FILE PHOTO: A man reads a newspaper as he walks in Buenos Aires' financial district

BUENOS AIRES (Reuters) – Argentina’s bonds have slid to basement lows in recent weeks, but analysts and investors warn that they’re still no bargain, given stalled talks with the IMF, fears about a pre-mid-term election spending binge and dry weather denting crops.

The South American country’s bonds, restructured last year, have slid back with some under 30 cents on the dollar, while an index of how risky investors perceive the country has climbed as traders worry key economic reforms are being put on hold.

The country’s center-left Peronist government is braced for mid-term elections in October and keen to avoid spending cuts before then. Prices of the country’s key farm exports like soy have been a bright spot, but hopes were dented this week with a sharp cut to the soy harvest outlook due to a lack of rain.

“Investors who buy Argentine bonds today are calculating that, at most in the next five years, there will be a crisis again and another restructuring,” economist Aldo Abram of the Fundación Libertad y Progreso told Reuters.

“There is a loss of credibility and difficulty obtaining credit to be able to pay the new bonds.”

Graphic: Argentina’s post-restructuring USD bonds – https://graphics.reuters.com/ARGENTINA-ECONOMY/BONDS/jbyvrbrzrve/chart.png

Investors are concerned talks are stalling with the International Monetary Fund over a deal to restructure some $46 billion from a failed 2018 agreement. A deal once hoped for in April or May now looks likely to slip to later in the year.

The country, which last year defaulted on its sovereign debt for the ninth time, has been mired in recession since 2018 and has been forced to impose strict capital controls to protect the peso currency and stem an outflow of hard currency.

Argentine bonds are now some of the cheapest and riskiest in the world, with annual yields above 20%. The restructured bonds have dropped sharply since September, while a J.P. Morgan country risk index is at its highest level since the swap.

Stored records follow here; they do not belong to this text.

#[cfg(test)]
mod tests {
    use rstest::rstest;

    use super::{parse_document, XmlContent, XmlParseError};
    use crate::model::TagNameError;

    #[test]
    fn parses_declaration_comments_and_nesting() {
        let input = concat!(
            "<?xml version=\"1.0\" encoding=\"UTF-8\"?>\n",
            "<!-- header comment -->\n",
            "<main>\n",
            "  <project>RTS</project>\n",
            "  <!-- inline comment -->\n",
            "  <meta>\n",
            "    <version>1.0.0</version>\n",
            "  </meta>\n",
            "</main>\n",
        );
        let root = parse_document(input).expect("parse");
        assert_eq!(root.name, "main");

        let elements: Vec<&str> = root
            .children
            .iter()
            .filter_map(|child| match child {
                XmlContent::Element(el) => Some(el.name.as_str()),
                XmlContent::Text(_) => None,
            })
            .collect();
        assert_eq!(elements, vec!["project", "meta"]);
    }

    #[test]
    fn parses_attributes_and_self_closing_tags() {
        let root = parse_document("<config value=\"v2\" mode='fast'><stub /></config>")
            .expect("parse");
        assert_eq!(
            root.attributes,
            vec![
                ("value".to_owned(), "v2".to_owned()),
                ("mode".to_owned(), "fast".to_owned()),
            ]
        );
        let [XmlContent::Element(stub)] = root.children.as_slice() else {
            panic!("expected a single element child, got {:?}", root.children);
        };
        assert_eq!(stub.name, "stub");
        assert!(stub.children.is_empty());
    }

    #[test]
    fn decodes_the_five_entities_in_text_and_attributes() {
        let root = parse_document("<t note=\"&quot;q&quot;\">a&lt;b&gt;&amp;&apos;d</t>")
            .expect("parse");
        assert_eq!(root.attributes, vec![("note".to_owned(), "\"q\"".to_owned())]);
        assert_eq!(
            root.children,
            vec![XmlContent::Text("a<b>&'d".to_owned())]
        );
    }

    #[test]
    fn rejects_mismatched_closing_tag() {
        let err = parse_document("<a>\n  <b>text</c>\n</a>").unwrap_err();
        assert_eq!(
            err,
            XmlParseError::MismatchedClosingTag {
                line_no: 2,
                expected: "b".to_owned(),
                found: "c".to_owned(),
            }
        );
    }

    #[test]
    fn rejects_missing_root() {
        assert_eq!(
            parse_document("<?xml version=\"1.0\"?>\n<!-- nothing here -->\n"),
            Err(XmlParseError::MissingRoot)
        );
        assert_eq!(parse_document(""), Err(XmlParseError::MissingRoot));
    }

    #[test]
    fn rejects_second_root() {
        let err = parse_document("<a></a>\n<b></b>").unwrap_err();
        assert_eq!(err, XmlParseError::TrailingContent { line_no: 2 });
    }

    #[test]
    fn rejects_text_after_root() {
        let err = parse_document("<a></a>\ntrailing").unwrap_err();
        assert_eq!(err, XmlParseError::TrailingContent { line_no: 2 });
    }

    #[test]
    fn rejects_bare_ampersand_and_unknown_entities() {
        let err = parse_document("<a>fish & chips</a>").unwrap_err();
        assert!(matches!(err, XmlParseError::UnknownEntity { line_no: 1, .. }));

        let err = parse_document("<a>&nbsp;</a>").unwrap_err();
        assert_eq!(
            err,
            XmlParseError::UnknownEntity {
                line_no: 1,
                entity: "nbsp".to_owned(),
            }
        );
    }

    #[test]
    fn rejects_invalid_tag_name() {
        let err = parse_document("<1bad></1bad>").unwrap_err();
        assert_eq!(
            err,
            XmlParseError::InvalidTagName {
                line_no: 1,
                name: "1bad".to_owned(),
                reason: TagNameError::InvalidStart { ch: '1' },
            }
        );
    }

    #[test]
    fn accepts_attribute_style_tag_names() {
        let root = parse_document("<s><@value>demoted</@value></s>").expect("parse");
        let [XmlContent::Element(attr)] = root.children.as_slice() else {
            panic!("expected a single element child, got {:?}", root.children);
        };
        assert_eq!(attr.name, "@value");
    }

    #[test]
    fn rejects_unterminated_comment_and_declaration() {
        assert_eq!(
            parse_document("<a><!-- open</a>"),
            Err(XmlParseError::UnterminatedComment { line_no: 1 })
        );
        assert_eq!(
            parse_document("<?xml version=\"1.0\""),
            Err(XmlParseError::UnterminatedDeclaration { line_no: 1 })
        );
    }

    #[test]
    fn rejects_duplicate_attribute() {
        let err = parse_document("<a x=\"1\" x=\"2\"></a>").unwrap_err();
        assert_eq!(
            err,
            XmlParseError::DuplicateAttribute {
                line_no: 1,
                name: "x".to_owned(),
            }
        );
    }

    #[rstest]
    #[case("<a>")]
    #[case("<a><b></b>")]
    #[case("<a x=\"unclosed")]
    fn rejects_truncated_documents(#[case] input: &str) {
        assert!(matches!(
            parse_document(input),
            Err(XmlParseError::UnexpectedEof { .. })
        ));
    }

    #[test]
    fn whitespace_between_siblings_is_kept_as_text_nodes() {
        let root = parse_document("<a>\n  <b>x</b>\n</a>").expect("parse");
        // The reconstruction heuristic drops these; the parser itself is
        // faithful to the input.
        assert!(matches!(root.children.first(), Some(XmlContent::Text(_))));
        assert!(matches!(root.children.last(), Some(XmlContent::Text(_))));
    }
}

Graphic: Argentina: risks rising again – https://graphics.reuters.com/ARGENTINA-DEBT/BONDS/yzdvxeonqpx/chart.png

“While dollar bonds may improve, given that they are at basement prices, it’s unlikely they will achieve a sustained rally before the elections in October,” said Roberto Garetto, economist and portfolio manager at Fundcorp investment fund.

Fitch Ratings in a report this week said that Argentina faced persistent “weakness in debt repayment capacity following its September 2020 bond restructurings, and acute political uncertainty that clouds prospects for an improvement.”

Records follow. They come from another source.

// SPDX-FileCopyrightText: 2026 Bruno Meilick
// SPDX-License-Identifier: LicenseRef-Dryad-FreeUse-NoCopy-NoDerivatives
//
// All rights reserved.
//
// This file is part of Dryad and is proprietary software.
// Unauthorized copying, modification, or distribution is prohibited.

use std::fmt;
use std::sync::OnceLock;

use regex::Regex;

/// Pattern a tag name must match once committed via a rename.
///
/// Node creation does not validate (a transient default like `element` is
/// permitted); only `set_tag` enforces this.
pub const TAG_NAME_PATTERN: &str = r"^[A-Za-z_][A-Za-z0-9_.\-]*$";

static TAG_NAME_REGEX: OnceLock<Regex> = OnceLock::new();

fn tag_name_regex() -> &'static Regex {
    TAG_NAME_REGEX
        .get_or_init(|| Regex::new(TAG_NAME_PATTERN).expect("hard-coded tag pattern is valid"))
}

#[derive(Debug, Clone, PartialEq, Eq)]
pub enum TagNameError {
    Empty,
    InvalidStart { ch: char },
    InvalidChar { ch: char },
}

impl fmt::Display for TagNameError {
    fn fmt(&self, f: &mut fmt::Formatter<'_>) -> fmt::Result {
        match self {
            Self::Empty => f.write_str("tag name must not be empty"),
            Self::InvalidStart { ch } => {
                write!(f, "tag name must start with a letter or '_', not '{ch}'")
            }
            Self::InvalidChar { ch } => write!(f, "tag name contains invalid character: '{ch}'"),
        }
    }
}

impl std::error::Error for TagNameError {}

pub fn validate_tag_name(name: &str) -> Result<(), TagNameError> {
    if tag_name_regex().is_match(name) {
        return Ok(());
    }

    // Pin down which rule failed so the editor can show an actionable message.
    let mut chars = name.chars();
    let Some(first) = chars.next() else {
        return Err(TagNameError::Empty);
    };
    if !first.is_ascii_alphabetic() && first != '_' {
        return Err(TagNameError::InvalidStart { ch: first });
    }
    let offending = chars
        .find(|ch| !ch.is_ascii_alphanumeric() && !matches!(ch, '_' | '.' | '-'))
        .unwrap_or(first);
    Err(TagNameError::InvalidChar { ch: offending })
}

It pointed to dwindling foreign reserves, a high fiscal deficit – 6.5% of GDP last year – and upcoming payments due to the IMF and the Paris Club. Gross foreign reserves of $39.7 billion are far below a year-ago target of over $50 billion.

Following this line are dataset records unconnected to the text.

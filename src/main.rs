// SPDX-FileCopyrightText: 2026 Bruno Meilick
// SPDX-License-Identifier: LicenseRef-Dryad-FreeUse-NoCopy-NoDerivatives
//
// All rights reserved.
//
// This file is part of Dryad and is proprietary software.
// Unauthorized copying, modification, or distribution is prohibited.

//! Dryad CLI entrypoint.
//!
//! By default this runs the interactive editor on the workspace directory.
//! `--export` prints the current markup to stdout and exits; `--import <file>`
//! replaces the workspace document from a markup file and exits.

use std::error::Error;
use std::fs;

use dryad::format::xml::{export_xml, import_xml};
use dryad::store::{SnapshotFolder, WriteDurability};

fn print_usage(program: &str) {
    eprintln!(
        "Usage:\n  {program} [<workspace-dir>] [--durable-writes]\n  {program} [--workspace <dir>] [--durable-writes]\n  {program} [<workspace-dir>] --export\n  {program} [<workspace-dir>] --import <file>\n\nThe default mode runs the interactive editor on the workspace directory\n(current working directory if omitted). The document snapshot lives in\n`dryad-document.json`; exports are written to `generated.xml`.\n\n--export prints the current markup to stdout and exits.\n--import <file> replaces the workspace document from a markup file and exits.\n--durable-writes opts into slower, best-effort durable persistence (fsync/sync where supported)."
    );
}

#[derive(Debug, Default, Clone, PartialEq, Eq)]
struct CliOptions {
    workspace_dir: Option<String>,
    durable_writes: bool,
    export: bool,
    import: Option<String>,
}

fn parse_options(mut args: impl Iterator<Item = String>) -> Result<CliOptions, ()> {
    let mut options = CliOptions::default();

    while let Some(arg) = args.next() {
        match arg.as_str() {
            "--workspace" => {
                if options.workspace_dir.is_some() {
                    return Err(());
                }
                let dir = args.next().ok_or(())?;
                options.workspace_dir = Some(dir);
            }
            "--durable-writes" => {
                if options.durable_writes {
                    return Err(());
                }
                options.durable_writes = true;
            }
            "--export" => {
                if options.export {
                    return Err(());
                }
                options.export = true;
            }
            "--import" => {
                if options.import.is_some() {
                    return Err(());
                }
                let file = args.next().ok_or(())?;
                options.import = Some(file);
            }
            _ if arg.starts_with('-') => return Err(()),
            _ => {
                if options.workspace_dir.is_some() {
                    return Err(());
                }
                options.workspace_dir = Some(arg);
            }
        }
    }

    if options.export && options.import.is_some() {
        return Err(());
    }

    Ok(options)
}

fn main() {
    let result = (|| -> Result<(), Box<dyn Error>> {
        let mut args = std::env::args();
        let program = args.next().unwrap_or_else(|| "dryad".to_owned());

        let options = match parse_options(args) {
            Ok(options) => options,
            Err(()) => {
                print_usage(&program);
                std::process::exit(2);
            }
        };

        let dir = options.workspace_dir.unwrap_or_else(|| ".".to_owned());
        let folder = if options.durable_writes {
            SnapshotFolder::new(dir).with_durability(WriteDurability::Durable)
        } else {
            SnapshotFolder::new(dir)
        };

        if let Some(file) = options.import {
            let text = fs::read_to_string(&file)?;
            match import_xml(&text) {
                Ok(forest) => {
                    folder.save_forest(&forest)?;
                    eprintln!("dryad: imported {} nodes from {file}", forest.node_count());
                    return Ok(());
                }
                Err(err) => {
                    eprintln!("dryad: import failed: {err}");
                    std::process::exit(1);
                }
            }
        }

        let loaded = folder.load_or_init_forest()?;
        if let Some(err) = loaded.recovered_from {
            eprintln!("dryad: snapshot was unreadable, reset to the bootstrap document: {err}");
        }

        if options.export {
            print!("{}", export_xml(&loaded.forest));
            return Ok(());
        }

        dryad::tui::run(loaded.forest, folder)?;
        Ok(())
    })();

    if let Err(err) = result {
        eprintln!("dryad: {err}");
        std::process::exit(1);
    }
}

Graphic: Argentina’s schedule of payments to the IMF – https://graphics.reuters.com/IMF-ARGENTINA/DEBT/gjnpwoeklpw/chart.png

High global soy prices are a bonus, though even that is being balanced out by dry weather ahead of the March/April harvest. A key grains exchange cut its forecast for the soy harvest by a huge 4 million tonnes on Wednesday.

Farm exports still offer a potential glimmer of hope given sky-high prices. They are key to bringing in tax dollars needed for future repayments on foreign debt.

“The super-bullish commodity cycle is our only hope to join the global financial party, which allows many financial assets to reach ridiculous valuations,” said Leonardo Chialva, analyst at consulting firm Delphos Investment.

Siobhan Morden, head of Latin America Fixed Income Strategy at Amherst Pierpont Securities, said bond prices were “low” but that any bounce would likely have to wait until after the mid-term polls or a major positive commodities shock.

“There is no rush to shift towards a bullish credit view until later this year or if the positive commodity cycle reverses the balance of payments stress and allows for FX reserve accumulation,” she said.